Step 1 — Read the validation plan

Load the existing validation plan (from skills/create-validation-plan output or the project's agreed journey list). Every validator receives the identical journey list. Do not partition, do not reorder, do not hide any journey from any validator — independence requires identical inputs.

Verify:

Plan exists and lists ≥1 journey with explicit PASS criteria
Each journey has evidence requirements defined
Preflight has passed (build compiles, services running)

If any of these fail, STOP. Do not spawn validators against a broken plan or a broken system.

Step 2 — Spawn ≥2 validators in parallel

For each validator N in 1..validator_count (default 3), launch a consensus validator agent via the Task tool with run_in_background=true. Each validator gets:

The full, identical journey list
An exclusive evidence subdirectory: e2e-evidence/consensus/validator-{N}/
The Iron Rules (no mocks, no test files, cite specific evidence)
An explicit "you are validator N of M, working independently" framing
A strict instruction: do not read other validators' evidence directories

Example launch sequence (conceptual — use the Task tool):

Validator 1: Task(subagent_type="consensus-validator", run_in_background=true,
                  prompt="...journeys... evidence dir: e2e-evidence/consensus/validator-1/")
Validator 2: Task(subagent_type="consensus-validator", run_in_background=true,
                  prompt="...journeys... evidence dir: e2e-evidence/consensus/validator-2/")
Validator 3: Task(subagent_type="consensus-validator", run_in_background=true,
                  prompt="...journeys... evidence dir: e2e-evidence/consensus/validator-3/")

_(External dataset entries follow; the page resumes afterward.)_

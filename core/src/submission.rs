//! Submission assembler: packages a scored diagnostic and its profile data
//! into the records the storage collaborator persists, in strict dependency
//! order.
//!
//! The write order is organization → respondent → diagnostic → answers;
//! each step's generated id feeds the next. A failure short-circuits the
//! remaining steps and is surfaced to the caller. There is no compensation
//! for rows already written; the orphan-record risk is an accepted,
//! documented limitation, and the caller-side session state is untouched so
//! the user can simply retry.

use std::collections::BTreeMap;

use chrono::{DateTime, Utc};
use thiserror::Error;
use uuid::Uuid;

use crate::diagnostic::{
    Answer, DiagnosticResult, DimensionScore, MaturityLevel, Organization, Respondent,
};

/// Status a freshly submitted diagnostic is stored with.
pub const STATUS_COMPLETED: &str = "completed";
/// Status a soft-deleted diagnostic carries; restore flips it back.
pub const STATUS_DELETED: &str = "deleted";

#[derive(Debug, Error)]
pub enum StoreError {
    #[error("storage backend error: {0}")]
    Backend(String),
}

/// Diagnostic record as the storage collaborator accepts it. `total_score`
/// carries the weighted overall percentage, which is what the submission
/// flow has always persisted and what the admin views aggregate on.
#[derive(Debug)]
pub struct NewDiagnostic<'a> {
    pub organization_id: Uuid,
    pub respondent_id: Uuid,
    pub total_score: i32,
    pub maturity_level: MaturityLevel,
    pub axis_scores: &'a [DimensionScore],
    pub status: &'a str,
    pub completed_at: DateTime<Utc>,
}

/// One persisted answer row.
#[derive(Debug, Clone, PartialEq, Eq)]
pub struct NewAnswer {
    pub diagnostic_id: Uuid,
    pub question_id: String,
    pub answer_value: String,
    pub score: i32,
}

/// The storage collaborator contract. The assembler only needs "insert and
/// hand back the generated id" for each record kind; everything else about
/// the backend (pooling, timeouts, retries) is its own concern.
pub trait DiagnosticStore: Send + Sync {
    fn insert_organization(
        &self,
        organization: &Organization,
    ) -> impl Future<Output = Result<Uuid, StoreError>> + Send;

    fn insert_respondent(
        &self,
        organization_id: Uuid,
        respondent: &Respondent,
    ) -> impl Future<Output = Result<Uuid, StoreError>> + Send;

    fn insert_diagnostic(
        &self,
        diagnostic: &NewDiagnostic<'_>,
    ) -> impl Future<Output = Result<Uuid, StoreError>> + Send;

    fn insert_answers(
        &self,
        answers: &[NewAnswer],
    ) -> impl Future<Output = Result<(), StoreError>> + Send;
}

/// Run the ordered submission against a store and return the result with its
/// assigned id. Notification side effects are NOT triggered here; they are
/// fire-and-forget concerns layered on top by the caller.
pub async fn submit_diagnostic<S: DiagnosticStore>(
    store: &S,
    organization: &Organization,
    respondent: &Respondent,
    answers: &BTreeMap<String, Answer>,
    result: DiagnosticResult,
    completed_at: DateTime<Utc>,
) -> Result<DiagnosticResult, StoreError> {
    let organization_id = store.insert_organization(organization).await?;
    let respondent_id = store.insert_respondent(organization_id, respondent).await?;

    let diagnostic_id = store
        .insert_diagnostic(&NewDiagnostic {
            organization_id,
            respondent_id,
            total_score: result.percentage,
            maturity_level: result.maturity_level,
            axis_scores: &result.dimension_scores,
            status: STATUS_COMPLETED,
            completed_at,
        })
        .await?;

    let rows: Vec<NewAnswer> = answers
        .values()
        .map(|a| NewAnswer {
            diagnostic_id,
            question_id: a.question_id.clone(),
            answer_value: a.value.clone(),
            score: a.score,
        })
        .collect();

    if !rows.is_empty() {
        store.insert_answers(&rows).await?;
    }

    Ok(DiagnosticResult {
        id: Some(diagnostic_id),
        ..result
    })
}

#[cfg(test)]
mod tests {
    use std::sync::Mutex;

    use super::*;
    use crate::scoring;

    /// Records the order of store calls and can be told to fail at one step.
    #[derive(Default)]
    struct MockStore {
        calls: Mutex<Vec<&'static str>>,
        fail_on: Option<&'static str>,
    }

    impl MockStore {
        fn failing_on(step: &'static str) -> Self {
            Self {
                fail_on: Some(step),
                ..Self::default()
            }
        }

        fn record(&self, step: &'static str) -> Result<(), StoreError> {
            self.calls.lock().unwrap().push(step);
            if self.fail_on == Some(step) {
                Err(StoreError::Backend(format!("{step} write refused")))
            } else {
                Ok(())
            }
        }

        fn calls(&self) -> Vec<&'static str> {
            self.calls.lock().unwrap().clone()
        }
    }

    impl DiagnosticStore for MockStore {
        async fn insert_organization(
            &self,
            _organization: &Organization,
        ) -> Result<Uuid, StoreError> {
            self.record("organization")?;
            Ok(Uuid::now_v7())
        }

        async fn insert_respondent(
            &self,
            _organization_id: Uuid,
            _respondent: &Respondent,
        ) -> Result<Uuid, StoreError> {
            self.record("respondent")?;
            Ok(Uuid::now_v7())
        }

        async fn insert_diagnostic(
            &self,
            _diagnostic: &NewDiagnostic<'_>,
        ) -> Result<Uuid, StoreError> {
            self.record("diagnostic")?;
            Ok(Uuid::now_v7())
        }

        async fn insert_answers(&self, _answers: &[NewAnswer]) -> Result<(), StoreError> {
            self.record("answers")?;
            Ok(())
        }
    }

    fn fixture() -> (Organization, Respondent, BTreeMap<String, Answer>, DiagnosticResult) {
        let organization = Organization {
            name: "Translog SA".to_string(),
            sector: "transport".to_string(),
            country: "france".to_string(),
            size: "11-50".to_string(),
        };
        let respondent = Respondent {
            name: "Awa Diallo".to_string(),
            email: "awa@translog.example".to_string(),
            phone: None,
            role: "ops".to_string(),
            consent_given: true,
        };
        let raw = BTreeMap::from([("tl_q1".to_string(), "centralized".to_string())]);
        let answers = scoring::score_submission("transport", &raw);
        let result = scoring::compute_result("transport", &answers);
        (organization, respondent, answers, result)
    }

    #[tokio::test]
    async fn successful_submission_runs_all_steps_in_order() {
        let store = MockStore::default();
        let (organization, respondent, answers, result) = fixture();

        let submitted = submit_diagnostic(
            &store,
            &organization,
            &respondent,
            &answers,
            result.clone(),
            Utc::now(),
        )
        .await
        .unwrap();

        assert_eq!(
            store.calls(),
            vec!["organization", "respondent", "diagnostic", "answers"]
        );
        assert!(submitted.id.is_some());
        assert_eq!(submitted.percentage, result.percentage);
    }

    #[tokio::test]
    async fn respondent_failure_short_circuits_later_writes() {
        let store = MockStore::failing_on("respondent");
        let (organization, respondent, answers, result) = fixture();

        let err = submit_diagnostic(&store, &organization, &respondent, &answers, result, Utc::now())
            .await
            .unwrap_err();

        assert!(matches!(err, StoreError::Backend(_)));
        assert_eq!(store.calls(), vec!["organization", "respondent"]);
    }

    #[tokio::test]
    async fn diagnostic_failure_never_reaches_answers() {
        let store = MockStore::failing_on("diagnostic");
        let (organization, respondent, answers, result) = fixture();

        submit_diagnostic(&store, &organization, &respondent, &answers, result, Utc::now())
            .await
            .unwrap_err();

        assert_eq!(store.calls(), vec!["organization", "respondent", "diagnostic"]);
    }

    #[tokio::test]
    async fn empty_answer_set_skips_the_answers_write() {
        let store = MockStore::default();
        let (organization, respondent, _, result) = fixture();

        let submitted = submit_diagnostic(
            &store,
            &organization,
            &respondent,
            &BTreeMap::new(),
            result,
            Utc::now(),
        )
        .await
        .unwrap();

        assert_eq!(store.calls(), vec!["organization", "respondent", "diagnostic"]);
        assert!(submitted.id.is_some());
    }
}
use axum::Json;
use axum::http::StatusCode;
use axum::response::{IntoResponse, Response};
use maturis_core::error::{self, ApiError};
use maturis_core::submission::StoreError;

/// Internal error type that converts to structured API responses
#[derive(Debug)]
pub enum AppError {
    /// Validation error (400)
    Validation {
        message: String,
        field: Option<String>,
        received: Option<serde_json::Value>,
        docs_hint: Option<String>,
    },
    /// Admin gate rejection (401)
    Unauthorized { message: String },
    /// Missing record (404)
    NotFound { message: String },
    /// Database error (500)
    Database(sqlx::Error),
    /// Internal error (500)
    Internal(String),
}

impl AppError {
    pub fn validation(message: impl Into<String>, field: Option<&str>) -> Self {
        AppError::Validation {
            message: message.into(),
            field: field.map(str::to_string),
            received: None,
            docs_hint: None,
        }
    }

    pub fn not_found(message: impl Into<String>) -> Self {
        AppError::NotFound {
            message: message.into(),
        }
    }
}

impl IntoResponse for AppError {
    fn into_response(self) -> Response {
        // TODO: extract request_id from extensions once request-id middleware is wired
        let request_id = uuid::Uuid::now_v7().to_string();

        let (status, api_error) = match self {
            AppError::Validation {
                message,
                field,
                received,
                docs_hint,
            } => (
                StatusCode::BAD_REQUEST,
                ApiError {
                    error: error::codes::VALIDATION_FAILED.to_string(),
                    message,
                    field,
                    received,
                    request_id,
                    docs_hint,
                },
            ),
            AppError::Unauthorized { message } => (
                StatusCode::UNAUTHORIZED,
                ApiError {
                    error: error::codes::UNAUTHORIZED.to_string(),
                    message,
                    field: Some("headers.x-admin-password".to_string()),
                    received: None,
                    request_id,
                    docs_hint: Some(
                        "Pass the admin password in the x-admin-password header.".to_string(),
                    ),
                },
            ),
            AppError::NotFound { message } => (
                StatusCode::NOT_FOUND,
                ApiError {
                    error: error::codes::NOT_FOUND.to_string(),
                    message,
                    field: None,
                    received: None,
                    request_id,
                    docs_hint: None,
                },
            ),
            AppError::Database(err) => {
                tracing::error!("Database error: {:?}", err);
                (
                    StatusCode::INTERNAL_SERVER_ERROR,
                    ApiError {
                        error: error::codes::INTERNAL_ERROR.to_string(),
                        message: "An internal error occurred".to_string(),
                        field: None,
                        received: None,
                        request_id,
                        docs_hint: None,
                    },
                )
            }
            AppError::Internal(msg) => {
                tracing::error!("Internal error: {}", msg);
                (
                    StatusCode::INTERNAL_SERVER_ERROR,
                    ApiError {
                        error: error::codes::INTERNAL_ERROR.to_string(),
                        message: "An internal error occurred".to_string(),
                        field: None,
                        received: None,
                        request_id,
                        docs_hint: None,
                    },
                )
            }
        };

        (status, Json(api_error)).into_response()
    }
}

impl From<sqlx::Error> for AppError {
    fn from(err: sqlx::Error) -> Self {
        AppError::Database(err)
    }
}

impl From<StoreError> for AppError {
    fn from(err: StoreError) -> Self {
        match err {
            StoreError::Backend(msg) => AppError::Internal(format!("submission write failed: {msg}")),
        }
    }
}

Launch all validators in a single message (parallel tool calls) so they start as close in time as possible. Staggered starts bias later validators with environmental drift (caches, state accumulation).

Step 3 — Monitor validators (never interfere)

Poll validator status via TaskOutput. Coordinator responsibilities are strictly limited:

Watch for completion (each validator writes verdict.md to its own subdir)
Do not answer validator questions that would bias them toward a verdict
Do not inspect validator evidence mid-run
Do not write anything to any validator's subdirectory
Do not share one validator's progress with another

If a validator is stuck >10 minutes on the same journey, it may be reassigned or restarted — but only with a fresh evidence subdirectory. Never resume a stalled validator's partial evidence; stale evidence is worse than missing evidence.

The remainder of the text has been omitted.